* Directions for this task *
Word for word, restate the lines of the data from the first through the one containing "contains no named", and nothing else.

* Data listing *
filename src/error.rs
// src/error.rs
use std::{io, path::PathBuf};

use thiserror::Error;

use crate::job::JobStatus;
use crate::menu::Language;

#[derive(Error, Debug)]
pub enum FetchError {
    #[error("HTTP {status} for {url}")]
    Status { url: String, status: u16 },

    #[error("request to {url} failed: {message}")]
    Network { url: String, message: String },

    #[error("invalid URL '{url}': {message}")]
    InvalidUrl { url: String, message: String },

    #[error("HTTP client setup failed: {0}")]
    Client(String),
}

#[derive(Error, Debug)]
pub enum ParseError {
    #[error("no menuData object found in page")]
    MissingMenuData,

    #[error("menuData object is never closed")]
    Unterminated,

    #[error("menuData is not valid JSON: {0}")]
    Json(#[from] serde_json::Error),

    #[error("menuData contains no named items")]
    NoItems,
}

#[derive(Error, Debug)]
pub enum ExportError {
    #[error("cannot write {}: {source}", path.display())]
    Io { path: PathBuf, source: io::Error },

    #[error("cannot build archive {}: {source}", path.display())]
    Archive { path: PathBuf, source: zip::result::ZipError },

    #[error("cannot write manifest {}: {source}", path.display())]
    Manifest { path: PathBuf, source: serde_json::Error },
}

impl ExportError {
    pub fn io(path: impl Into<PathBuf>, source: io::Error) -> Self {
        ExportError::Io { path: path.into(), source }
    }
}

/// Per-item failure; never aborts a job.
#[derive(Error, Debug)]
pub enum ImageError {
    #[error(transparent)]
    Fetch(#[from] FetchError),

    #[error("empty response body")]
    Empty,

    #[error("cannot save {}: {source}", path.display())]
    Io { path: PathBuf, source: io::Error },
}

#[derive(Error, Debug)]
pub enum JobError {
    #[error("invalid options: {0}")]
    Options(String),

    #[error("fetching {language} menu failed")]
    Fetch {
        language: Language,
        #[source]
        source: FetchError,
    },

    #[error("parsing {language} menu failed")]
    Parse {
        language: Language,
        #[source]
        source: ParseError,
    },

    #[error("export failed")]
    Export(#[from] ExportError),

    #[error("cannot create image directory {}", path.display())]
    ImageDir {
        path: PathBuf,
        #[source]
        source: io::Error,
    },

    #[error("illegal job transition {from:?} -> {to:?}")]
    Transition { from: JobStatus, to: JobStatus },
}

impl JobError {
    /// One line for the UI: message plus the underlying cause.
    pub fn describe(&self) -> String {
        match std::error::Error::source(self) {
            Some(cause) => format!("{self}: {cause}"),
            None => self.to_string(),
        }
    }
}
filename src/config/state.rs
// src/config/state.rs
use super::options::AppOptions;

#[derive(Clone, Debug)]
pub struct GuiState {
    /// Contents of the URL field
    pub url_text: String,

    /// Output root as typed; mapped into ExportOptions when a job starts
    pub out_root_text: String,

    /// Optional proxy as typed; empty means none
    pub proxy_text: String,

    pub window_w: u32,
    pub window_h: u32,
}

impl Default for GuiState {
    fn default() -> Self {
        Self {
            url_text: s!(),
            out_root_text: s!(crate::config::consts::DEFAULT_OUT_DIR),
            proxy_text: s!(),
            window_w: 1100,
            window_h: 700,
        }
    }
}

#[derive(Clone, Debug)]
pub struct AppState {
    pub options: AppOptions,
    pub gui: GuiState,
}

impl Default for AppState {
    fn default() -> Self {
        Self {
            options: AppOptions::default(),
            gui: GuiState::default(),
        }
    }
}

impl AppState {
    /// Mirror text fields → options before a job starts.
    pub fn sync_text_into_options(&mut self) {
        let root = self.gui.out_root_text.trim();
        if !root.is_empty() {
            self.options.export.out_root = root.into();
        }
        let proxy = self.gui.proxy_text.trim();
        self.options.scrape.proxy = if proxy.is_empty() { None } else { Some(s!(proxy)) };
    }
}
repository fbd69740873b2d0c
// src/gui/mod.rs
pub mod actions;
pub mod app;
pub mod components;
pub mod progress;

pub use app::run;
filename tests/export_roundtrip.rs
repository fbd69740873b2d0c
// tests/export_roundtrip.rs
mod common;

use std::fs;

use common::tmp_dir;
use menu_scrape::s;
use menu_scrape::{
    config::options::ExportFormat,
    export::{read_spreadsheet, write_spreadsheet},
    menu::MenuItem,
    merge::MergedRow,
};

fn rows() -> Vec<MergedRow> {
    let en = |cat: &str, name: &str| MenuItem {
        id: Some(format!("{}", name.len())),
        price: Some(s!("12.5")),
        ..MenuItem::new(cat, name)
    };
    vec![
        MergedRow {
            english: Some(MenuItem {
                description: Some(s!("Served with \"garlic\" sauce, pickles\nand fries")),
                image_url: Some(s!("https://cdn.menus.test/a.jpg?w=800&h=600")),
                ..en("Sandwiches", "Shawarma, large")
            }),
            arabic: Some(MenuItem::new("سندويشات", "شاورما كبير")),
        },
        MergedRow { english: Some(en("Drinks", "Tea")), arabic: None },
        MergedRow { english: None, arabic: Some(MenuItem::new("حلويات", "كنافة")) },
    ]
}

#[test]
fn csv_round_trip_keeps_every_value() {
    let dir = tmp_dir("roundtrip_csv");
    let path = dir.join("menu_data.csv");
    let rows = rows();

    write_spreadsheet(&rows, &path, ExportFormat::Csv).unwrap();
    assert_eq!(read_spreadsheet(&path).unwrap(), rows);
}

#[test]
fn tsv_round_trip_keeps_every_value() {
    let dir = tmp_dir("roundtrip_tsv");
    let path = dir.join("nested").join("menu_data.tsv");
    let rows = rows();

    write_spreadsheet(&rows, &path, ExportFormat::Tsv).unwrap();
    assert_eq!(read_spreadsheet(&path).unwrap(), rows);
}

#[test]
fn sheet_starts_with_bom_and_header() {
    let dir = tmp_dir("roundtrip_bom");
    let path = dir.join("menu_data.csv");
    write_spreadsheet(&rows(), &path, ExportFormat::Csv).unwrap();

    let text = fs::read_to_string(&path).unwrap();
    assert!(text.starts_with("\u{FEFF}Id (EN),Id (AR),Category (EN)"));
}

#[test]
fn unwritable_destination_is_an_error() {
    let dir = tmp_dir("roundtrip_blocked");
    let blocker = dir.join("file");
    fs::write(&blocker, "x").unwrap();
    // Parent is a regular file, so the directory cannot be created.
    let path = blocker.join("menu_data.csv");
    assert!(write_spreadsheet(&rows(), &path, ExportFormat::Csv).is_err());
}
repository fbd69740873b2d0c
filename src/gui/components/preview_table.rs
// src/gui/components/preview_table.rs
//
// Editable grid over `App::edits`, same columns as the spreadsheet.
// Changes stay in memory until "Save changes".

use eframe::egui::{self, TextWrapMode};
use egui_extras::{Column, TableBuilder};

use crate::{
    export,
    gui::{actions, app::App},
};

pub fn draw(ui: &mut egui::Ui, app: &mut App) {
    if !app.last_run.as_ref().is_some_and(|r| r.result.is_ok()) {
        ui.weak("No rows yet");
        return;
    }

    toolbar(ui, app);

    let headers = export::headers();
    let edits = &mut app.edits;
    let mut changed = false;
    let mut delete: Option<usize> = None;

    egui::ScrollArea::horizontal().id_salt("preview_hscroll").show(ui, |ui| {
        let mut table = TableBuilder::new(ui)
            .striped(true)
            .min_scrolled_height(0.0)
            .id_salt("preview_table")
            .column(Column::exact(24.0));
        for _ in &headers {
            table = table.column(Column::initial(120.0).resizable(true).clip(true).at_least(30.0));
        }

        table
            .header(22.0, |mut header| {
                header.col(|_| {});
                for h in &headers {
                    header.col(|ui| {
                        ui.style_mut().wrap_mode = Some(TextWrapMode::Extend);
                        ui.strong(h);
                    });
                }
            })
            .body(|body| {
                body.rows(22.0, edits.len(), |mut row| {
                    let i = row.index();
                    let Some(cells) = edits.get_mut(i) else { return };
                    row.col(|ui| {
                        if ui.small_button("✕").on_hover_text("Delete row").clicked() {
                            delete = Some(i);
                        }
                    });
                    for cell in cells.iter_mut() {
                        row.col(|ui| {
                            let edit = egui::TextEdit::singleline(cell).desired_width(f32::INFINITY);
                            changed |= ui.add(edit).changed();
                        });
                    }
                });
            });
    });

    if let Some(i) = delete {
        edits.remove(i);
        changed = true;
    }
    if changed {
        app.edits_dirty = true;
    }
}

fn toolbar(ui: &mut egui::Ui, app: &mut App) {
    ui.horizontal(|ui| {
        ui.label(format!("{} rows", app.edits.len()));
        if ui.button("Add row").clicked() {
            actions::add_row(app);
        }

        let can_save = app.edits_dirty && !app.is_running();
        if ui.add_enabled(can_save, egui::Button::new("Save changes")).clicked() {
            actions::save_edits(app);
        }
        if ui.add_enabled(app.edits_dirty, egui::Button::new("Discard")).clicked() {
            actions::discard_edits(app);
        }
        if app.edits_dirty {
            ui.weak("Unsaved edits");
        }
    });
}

* Answer section *
filename src/error.rs
// src/error.rs
use std::{io, path::PathBuf};

use thiserror::Error;

use crate::job::JobStatus;
use crate::menu::Language;

#[derive(Error, Debug)]
pub enum FetchError {
    #[error("HTTP {status} for {url}")]
    Status { url: String, status: u16 },

    #[error("request to {url} failed: {message}")]
    Network { url: String, message: String },

    #[error("invalid URL '{url}': {message}")]
    InvalidUrl { url: String, message: String },

    #[error("HTTP client setup failed: {0}")]
    Client(String),
}

#[derive(Error, Debug)]
pub enum ParseError {
    #[error("no menuData object found in page")]
    MissingMenuData,

    #[error("menuData object is never closed")]
    Unterminated,

    #[error("menuData is not valid JSON: {0}")]
    Json(#[from] serde_json::Error),

    #[error("menuData contains no named items")]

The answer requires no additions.